--- INFORMATION Enclosed Below ---

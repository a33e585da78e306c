//! View models for the dashboard and simulation pages.
//!
//! Pages that depend on an earlier upload return [`PageState::NoData`] when
//! the session has nothing for them; they never fall back to zeros.

use crate::models::{RawStatistics, RiskFactor, RiskLevel, SimulationParameters, SimulationRun};
use crate::normalizer::risk_factors;
use crate::projector::{Simulator, HISTORY_CAPACITY};
use crate::session::SessionCache;
use serde::Serialize;

pub const UPLOAD_ROUTE: &str = "/upload-request";

/// Prompt sending the user back to the upload flow.
#[derive(Debug, Clone, PartialEq, Serialize)]
#[serde(rename_all = "camelCase")]
pub struct NoDataPrompt {
    pub message: String,
    pub to: String,
    pub button_text: String,
}

impl NoDataPrompt {
    fn upload_first(message: &str) -> Self {
        Self {
            message: message.to_string(),
            to: UPLOAD_ROUTE.to_string(),
            button_text: "Nueva evaluación".to_string(),
        }
    }
}

#[derive(Debug, Clone, PartialEq, Serialize)]
#[serde(tag = "state", content = "data", rename_all = "camelCase")]
pub enum PageState<T> {
    Ready(T),
    NoData(NoDataPrompt),
}

impl<T> PageState<T> {
    pub fn is_no_data(&self) -> bool {
        matches!(self, PageState::NoData(_))
    }

    pub fn ready(self) -> Option<T> {
        match self {
            PageState::Ready(view) => Some(view),
            PageState::NoData(_) => None,
        }
    }
}

#[derive(Debug, Clone, PartialEq, Serialize)]
#[serde(rename_all = "camelCase")]
pub struct RiskBadge {
    pub level: RiskLevel,
    pub label: String,
    pub tone: String,
}

impl From<RiskLevel> for RiskBadge {
    fn from(level: RiskLevel) -> Self {
        Self {
            level,
            label: level.display_label().to_string(),
            tone: level.tone().to_string(),
        }
    }
}

#[derive(Debug, Clone, PartialEq, Serialize)]
#[serde(rename_all = "camelCase")]
pub struct DashboardView {
    pub company_name: String,
    pub risk: RiskBadge,
    pub credit_suggested: f64,
    pub currency: String,
    pub key_factors: Vec<String>,
    pub risk_factors: Vec<RiskFactor>,
    pub summary_paragraphs: Vec<String>,
}

#[derive(Debug, Clone, PartialEq, Serialize)]
#[serde(rename_all = "camelCase")]
pub struct SimulationView {
    pub company_name: Option<String>,
    pub baseline: Vec<RiskFactor>,
    pub defaults: SimulationParameters,
    pub history: Vec<SimulationRun>,
    pub history_capacity: usize,
    pub running: bool,
}

pub async fn dashboard_page(session: &SessionCache) -> PageState<DashboardView> {
    let (Some(snapshot), Some(company_name)) =
        (session.snapshot().await, session.company_name().await)
    else {
        tracing::debug!("Dashboard requested without a scoring result in session");
        return PageState::NoData(NoDataPrompt::upload_first(
            "Aún no hay una evaluación de riesgo. Sube los datos de la empresa para ver el dashboard.",
        ));
    };

    PageState::Ready(DashboardView {
        company_name,
        risk: snapshot.risk_level.into(),
        credit_suggested: snapshot.credit_suggested,
        currency: snapshot.currency.clone(),
        key_factors: snapshot.key_factors.clone(),
        risk_factors: snapshot.risk_factors.clone(),
        summary_paragraphs: snapshot.paragraphs().into_iter().map(String::from).collect(),
    })
}

/// Baseline the simulator projects against, derived from the cached statistics.
pub fn simulation_baseline(statistics: &RawStatistics) -> Vec<RiskFactor> {
    risk_factors(statistics)
}

pub async fn simulation_page(
    session: &SessionCache,
    simulator: &Simulator,
) -> PageState<SimulationView> {
    let Some(statistics) = session.initial_statistics().await else {
        tracing::debug!("Simulation requested without initial statistics in session");
        return PageState::NoData(NoDataPrompt::upload_first(
            "Para simular escenarios primero necesitamos una evaluación inicial de la empresa.",
        ));
    };

    PageState::Ready(SimulationView {
        company_name: session.company_name().await,
        baseline: simulation_baseline(&statistics),
        defaults: SimulationParameters::default(),
        history: simulator.history(),
        history_capacity: HISTORY_CAPACITY,
        running: simulator.is_running(),
    })
}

--- End of Enclosed INFORMATION ---

## AIM OF THE EXERCISE
What you write must match the material above exactly and in full.

## RESPONSE BOX
repository a33e585da78e306c
//! View models for the dashboard and simulation pages.
//!
//! Pages that depend on an earlier upload return [`PageState::NoData`] when
//! the session has nothing for them; they never fall back to zeros.

use crate::models::{RawStatistics, RiskFactor, RiskLevel, SimulationParameters, SimulationRun};
use crate::normalizer::risk_factors;
use crate::projector::{Simulator, HISTORY_CAPACITY};
use crate::session::SessionCache;
use serde::Serialize;

pub const UPLOAD_ROUTE: &str = "/upload-request";

/// Prompt sending the user back to the upload flow.
#[derive(Debug, Clone, PartialEq, Serialize)]
#[serde(rename_all = "camelCase")]
pub struct NoDataPrompt {
    pub message: String,
    pub to: String,
    pub button_text: String,
}

impl NoDataPrompt {
    fn upload_first(message: &str) -> Self {
        Self {
            message: message.to_string(),
            to: UPLOAD_ROUTE.to_string(),
            button_text: "Nueva evaluación".to_string(),
        }
    }
}

#[derive(Debug, Clone, PartialEq, Serialize)]
#[serde(tag = "state", content = "data", rename_all = "camelCase")]
pub enum PageState<T> {
    Ready(T),
    NoData(NoDataPrompt),
}

impl<T> PageState<T> {
    pub fn is_no_data(&self) -> bool {
        matches!(self, PageState::NoData(_))
    }

    pub fn ready(self) -> Option<T> {
        match self {
            PageState::Ready(view) => Some(view),
            PageState::NoData(_) => None,
        }
    }
}

#[derive(Debug, Clone, PartialEq, Serialize)]
#[serde(rename_all = "camelCase")]
pub struct RiskBadge {
    pub level: RiskLevel,
    pub label: String,
    pub tone: String,
}

impl From<RiskLevel> for RiskBadge {
    fn from(level: RiskLevel) -> Self {
        Self {
            level,
            label: level.display_label().to_string(),
            tone: level.tone().to_string(),
        }
    }
}

#[derive(Debug, Clone, PartialEq, Serialize)]
#[serde(rename_all = "camelCase")]
pub struct DashboardView {
    pub company_name: String,
    pub risk: RiskBadge,
    pub credit_suggested: f64,
    pub currency: String,
    pub key_factors: Vec<String>,
    pub risk_factors: Vec<RiskFactor>,
    pub summary_paragraphs: Vec<String>,
}

#[derive(Debug, Clone, PartialEq, Serialize)]
#[serde(rename_all = "camelCase")]
pub struct SimulationView {
    pub company_name: Option<String>,
    pub baseline: Vec<RiskFactor>,
    pub defaults: SimulationParameters,
    pub history: Vec<SimulationRun>,
    pub history_capacity: usize,
    pub running: bool,
}

pub async fn dashboard_page(session: &SessionCache) -> PageState<DashboardView> {
    let (Some(snapshot), Some(company_name)) =
        (session.snapshot().await, session.company_name().await)
    else {
        tracing::debug!("Dashboard requested without a scoring result in session");
        return PageState::NoData(NoDataPrompt::upload_first(
            "Aún no hay una evaluación de riesgo. Sube los datos de la empresa para ver el dashboard.",
        ));
    };

    PageState::Ready(DashboardView {
        company_name,
        risk: snapshot.risk_level.into(),
        credit_suggested: snapshot.credit_suggested,
        currency: snapshot.currency.clone(),
        key_factors: snapshot.key_factors.clone(),
        risk_factors: snapshot.risk_factors.clone(),
        summary_paragraphs: snapshot.paragraphs().into_iter().map(String::from).collect(),
    })
}

/// Baseline the simulator projects against, derived from the cached statistics.
pub fn simulation_baseline(statistics: &RawStatistics) -> Vec<RiskFactor> {
    risk_factors(statistics)
}

pub async fn simulation_page(
    session: &SessionCache,
    simulator: &Simulator,
) -> PageState<SimulationView> {
    let Some(statistics) = session.initial_statistics().await else {
        tracing::debug!("Simulation requested without initial statistics in session");
        return PageState::NoData(NoDataPrompt::upload_first(
            "Para simular escenarios primero necesitamos una evaluación inicial de la empresa.",
        ));
    };

    PageState::Ready(SimulationView {
        company_name: session.company_name().await,
        baseline: simulation_baseline(&statistics),
        defaults: SimulationParameters::default(),
        history: simulator.history(),
        history_capacity: HISTORY_CAPACITY,
        running: simulator.is_running(),
    })
}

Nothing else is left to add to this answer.